TASK BRIEF: The lines from the top of the records below through the one containing "let policy = WordCountPolicy::from_config(config);" are to be transcribed exactly, and nothing else is to be added.

Stored data entries:
impl PipelineController {
    pub fn new(
        camera: CameraResource,
        extraction: ExtractionGateway,
        generation: GenerationGateway,
        handoff: Arc<dyn HandoffTarget>,
        config: &Config,
    ) -> Self {
        let policy = WordCountPolicy::from_config(config);
        let requested_count = policy.clamp_selection(
            config.default_question_count.max(1),
            policy.max_questions(0),
        );
        let defaults = GenerationParameters {
            question_type: config.default_question_type,
            requested_count,
            difficulty: config.default_difficulty,
        };

        Self {
            camera,
            extraction,
            generation,
            handoff,
            policy,
            facing: config.camera_facing,
            defaults,
            state: PipelineState::new(defaults),
        }
    }

    // ========== 查询 ==========

    pub fn state(&self) -> &PipelineState {
        &self.state
    }

    pub fn phase(&self) -> &PipelinePhase {
        self.state.phase()
    }

    pub fn policy(&self) -> &WordCountPolicy {
        &self.policy
    }

    pub fn camera_live(&self) -> bool {
        self.camera.is_live()
    }

    /// 当前文本对应的题目数量约束（没有文本时按 0 词计算）
    pub fn constraints(&self) -> QuestionConstraints {
        let words = self.state.text().map_or(0, |t| t.word_count());
        self.policy.constraints(words)
    }

    pub fn view(&self) -> PipelineView {
        PipelineView {
            session_id: self.state.session_id(),
            phase: self.state.phase().name(),
            camera_live: self.camera.is_live(),
            frame_ref: self.state.frame().map(|f| f.display_ref()),
            extracted_text: self.state.text().map(|t| t.as_str().to_string()),
            constraints: self.constraints(),
            parameters: *self.state.parameters(),
            error_message: self.state.last_error().map(|e| e.user_message()),
            loading_text: self.state.phase() == &PipelinePhase::Extracting,
            loading_questions: self.state.phase() == &PipelinePhase::Generating,
        }
    }

    // ========== 摄像头 ==========

    /// 获取摄像头（已有的流会先释放）
    pub async fn start_camera(&mut self) -> PipelineResult<StreamHandle> {
        self.ensure_not_in_flight("start_camera")?;

        match self.camera.acquire(self.facing).await {
            Ok(handle) => {
                self.state.clear_error();
                self.state.settle(true);
                Ok(handle)
            }
            Err(e) => {
                error!("[Pipeline] ❌ 摄像头启动失败: {}", e);
                Err(self.fail(e.into()))
            }
        }
    }

    /// 拍照
    ///
    /// 任何阶段都可以重新拍照，旧的文本和生成结果随之作废，
    /// 进行中的识别或生成结果回来时会被丢弃
    pub fn capture(&mut self) -> PipelineResult<CapturedFrame> {
        let frame = match self.camera.capture() {
            Ok(frame) => frame,
            Err(e) => return Err(self.fail(e.into())),
        };

        if self.state.phase().is_in_flight() {
            info!(
                "[Pipeline] 在 {} 阶段重新拍照，进行中的结果将被丢弃",
                self.state.phase().name()
            );
        }
        if let Some(previous) = self.state.frame() {
            debug!("[Pipeline] 显示引用 {} 已失效", previous.display_ref());
        }

        self.state.record_capture(frame.clone());
        Ok(frame)
    }

    // ========== 文字识别 ==========

    /// 识别当前画面中的文字
    pub async fn extract_text(&mut self) -> PipelineResult<Commit<QuestionConstraints>> {
        let job = self.begin_extraction()?;
        let result = self.extraction.extract(&job.frame).await;
        self.apply_extraction(job, result)
    }

    /// 进入 Extracting 阶段，返回需要交给识别网关的任务
    pub fn begin_extraction(&mut self) -> PipelineResult<ExtractionJob> {
        self.ensure_not_in_flight("extract")?;

        let frame = match self.state.frame().cloned() {
            Some(frame) => frame,
            None => return Err(self.reject(ValidationError::NoFrame.into())),
        };

        self.state.clear_error();
        self.state.enter(PipelinePhase::Extracting);
        let ticket = self.state.ticket();
        debug!("[Pipeline] {} 开始识别", ticket);

        Ok(ExtractionJob { ticket, frame })
    }

    /// 提交识别结果
    pub fn apply_extraction(
        &mut self,
        job: ExtractionJob,
        result: Result<ExtractedText, ExtractionError>,
    ) -> PipelineResult<Commit<QuestionConstraints>> {
        if !self.state.is_current(&job.ticket) {
            info!("[Pipeline] 丢弃过期的识别结果 {}", job.ticket);
            return Ok(Commit::Stale);
        }

        match result {
            Ok(text) => {
                let words = text.word_count();
                if !self.state.record_text(text) {
                    warn!("[Pipeline] 识别结果与当前画面不符，已丢弃");
                    self.state.settle(self.camera.is_live());
                    return Ok(Commit::Stale);
                }
                let constraints = self.refresh_constraints();
                info!(
                    "[Pipeline] ✓ 识别完成: {} 词，最多 {} 道题，可选 {:?}",
                    words, constraints.max_questions, constraints.selectable_counts
                );
                Ok(Commit::Applied(constraints))
            }
            Err(e) => {
                error!("[Pipeline] ❌ {}", e);
                Err(self.fail(e.into()))
            }
        }
    }

    // ========== 生成参数 ==========

    /// 设置题目数量
    ///
    /// 只接受可选列表中的数量：不在列表中的值取不超过它的最大可选值，
    /// 超过上限时取最大可选值。返回实际生效的数量
    pub fn set_requested_count(&mut self, count: u32) -> PipelineResult<u32> {
        self.ensure_not_generating("set_requested_count")?;
        if count == 0 {
            return Err(self.reject(ValidationError::InvalidCount { requested: count }.into()));
        }

        let max_questions = self.constraints().max_questions;
        let effective = self.policy.clamp_selection(count, max_questions);
        if effective != count {
            info!(
                "[Pipeline] 题目数量 {} 不可选 (上限 {})，已调整为 {}",
                count, max_questions, effective
            );
        }
        self.update_parameters(|p| p.requested_count = effective);
        Ok(effective)
    }

    pub fn set_question_type(&mut self, question_type: QuestionType) -> PipelineResult<()> {
        self.ensure_not_generating("set_question_type")?;
        self.update_parameters(|p| p.question_type = question_type);
        Ok(())
    }

    pub fn set_difficulty(&mut self, difficulty: Difficulty) -> PipelineResult<()> {
        self.ensure_not_generating("set_difficulty")?;
        self.update_parameters(|p| p.difficulty = difficulty);
        Ok(())
    }

    /// 修改生成参数；参数变化后旧的生成结果不再对应，随之丢弃
    fn update_parameters(&mut self, change: impl FnOnce(&mut GenerationParameters)) {
        let before = *self.state.parameters();
        change(self.state.parameters_mut());
        if *self.state.parameters() != before && self.state.discard_result() {
            debug!("[Pipeline] 生成参数已改变，丢弃上一次的生成结果");
        }
    }

    // ========== 题目生成 ==========

    /// 生成题目并交接给下游
    pub async fn generate_questions(&mut self) -> PipelineResult<Commit<Handoff>> {
        let job = self.begin_generation()?;
        let result = self.generation.generate(&job.text, &job.parameters).await;
        self.apply_generation(job, result)
    }

    /// 本地校验通过后进入 Generating 阶段
    pub fn begin_generation(&mut self) -> PipelineResult<GenerationJob> {
        self.ensure_not_in_flight("generate")?;

        let text = match self.state.text().filter(|t| !t.is_blank()).cloned() {
            Some(text) => text,
            None => return Err(self.reject(ValidationError::NoText.into())),
        };
        if let Err(e) = self.policy.check_generation_allowed(text.word_count()) {
            return Err(self.reject(e.into()));
        }

        self.refresh_constraints();
        let parameters = *self.state.parameters();
        self.state.clear_error();
        self.state.enter(PipelinePhase::Generating);
        let ticket = self.state.ticket();
        debug!(
            "[Pipeline] {} 开始生成 {} 道题",
            ticket, parameters.requested_count
        );

        Ok(GenerationJob {
            ticket,
            text,
            parameters,
        })
    }

    /// 提交生成结果；成功（含部分成功）时交接并结束本次会话
    pub fn apply_generation(
        &mut self,
        job: GenerationJob,
        result: Result<GenerationOutcome, GenerationError>,
    ) -> PipelineResult<Commit<Handoff>> {
        if !self.state.is_current(&job.ticket) {
            info!("[Pipeline] 丢弃过期的生成结果 {}", job.ticket);
            return Ok(Commit::Stale);
        }

        let outcome = match result {
            Ok(outcome) => outcome,
            Err(e) => {
                error!("[Pipeline] ❌ {}", e);
                return Err(self.fail(e.into()));
            }
        };

        self.state.record_result(outcome.result().clone());
        self.hand_off(outcome, job.text.as_str(), &job.parameters)
    }

    /// 把生成结果交给下游；成功后结束本次会话，失败时保留结果以便重新交接
    fn hand_off(
        &mut self,
        outcome: GenerationOutcome,
        text: &str,
        parameters: &GenerationParameters,
    ) -> PipelineResult<Commit<Handoff>> {
        let warning = outcome.warning();
        let payload = HandoffPayload::new(outcome.into_result(), text, parameters);
        if let Err(e) = self.handoff.deliver(payload.clone()) {
            error!("[Pipeline] ❌ {}", e);
            return Err(self.fail(e));
        }

        if let Some(message) = &warning {
            warn!("[Pipeline] ⚠️ {}", message);
        }
        log_handoff(&payload, warning.as_deref());
        self.discard_session();

        Ok(Commit::Applied(Handoff { payload, warning }))
    }

    /// 重新交接上一次已生成的结果，不再调用出题协作方
    ///
    /// 没有可交接的结果时返回 None
    fn redeliver(&mut self) -> Option<PipelineResult<Commit<Handoff>>> {
        let result = self.state.last_result()?.clone();
        let text = self.state.text()?.clone();
        let parameters = *self.state.parameters();

        info!("[Pipeline] 重新交接已生成的 {} 道题", result.actual_count);
        Some(self.hand_off(GenerationOutcome::from(result), text.as_str(), &parameters))
    }

    // ========== 恢复与清理 ==========

    /// 重试失败的那一步
    pub async fn retry(&mut self) -> PipelineResult<RetryOutcome> {
        let failed = match self.state.phase() {
            PipelinePhase::Error(e) => e.clone(),
            other => return Err(PipelineError::invalid_transition(other.name(), "retry")),
        };
        info!("[Pipeline] 🔄 用户重试: {}", failed);

        match failed {
            PipelineError::Camera(CameraError::NotReady) if self.camera.is_live() => {
                self.capture()?;
                Ok(RetryOutcome::Captured)
            }
            PipelineError::Camera(_) => Ok(RetryOutcome::CameraStarted(self.start_camera().await?)),
            PipelineError::Extraction(_) => Ok(RetryOutcome::Extracted(self.extract_text().await?)),
            PipelineError::Handoff(_) => match self.redeliver() {
                Some(commit) => Ok(RetryOutcome::Generated(commit?)),
                None => Ok(RetryOutcome::Generated(self.generate_questions().await?)),
            },
            PipelineError::Generation(_) => {
                Ok(RetryOutcome::Generated(self.generate_questions().await?))
            }
            other => {
                self.state.settle(self.camera.is_live());
                Err(other)
            }
        }
    }

    /// 放弃当前会话：释放摄像头并丢弃全部状态
    pub fn reset(&mut self) {
        info!("[Pipeline] 重置会话 {}", self.state.session_id());
        self.discard_session();
    }

    /// 离开页面
    pub fn shutdown(mut self) {
        info!("[Pipeline] 关闭会话 {}", self.state.session_id());
        self.camera.release();
    }

    // ========== 内部辅助 ==========

    fn discard_session(&mut self) {
        self.camera.release();
        self.state = PipelineState::new(self.defaults);
    }

    /// 上限变化后重新约束已选数量
    fn refresh_constraints(&mut self) -> QuestionConstraints {
        let constraints = self.constraints();
        let parameters = self.state.parameters_mut();
        let clamped = self
            .policy
            .clamp_selection(parameters.requested_count, constraints.max_questions);
        if clamped != parameters.requested_count {
            info!(
                "[Pipeline] 上限变为 {}，题目数量 {} 调整为 {}",
                constraints.max_questions, parameters.requested_count, clamped
            );
            parameters.requested_count = clamped;
        }
        constraints
    }

    fn fail(&mut self, error: PipelineError) -> PipelineError {
        self.state.fail(error.clone());
        error
    }

    fn reject(&mut self, error: PipelineError) -> PipelineError {
        warn!("[Pipeline] ⚠️ {}", error);
        self.state.note_error(error.clone());
        error
    }

    fn ensure_not_in_flight(&self, action: &'static str) -> PipelineResult<()> {
        if self.state.phase().is_in_flight() {
            return Err(PipelineError::invalid_transition(
                self.state.phase().name(),
                action,
            ));
        }
        Ok(())
    }

    fn ensure_not_generating(&self, action: &'static str) -> PipelineResult<()> {
        if self.state.phase() == &PipelinePhase::Generating {
            return Err(PipelineError::invalid_transition("Generating", action));
        }
        Ok(())
    }
}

RESPONSE AREA:
impl PipelineController {
    pub fn new(
        camera: CameraResource,
        extraction: ExtractionGateway,
        generation: GenerationGateway,
        handoff: Arc<dyn HandoffTarget>,
        config: &Config,
    ) -> Self {
        let policy = WordCountPolicy::from_config(config);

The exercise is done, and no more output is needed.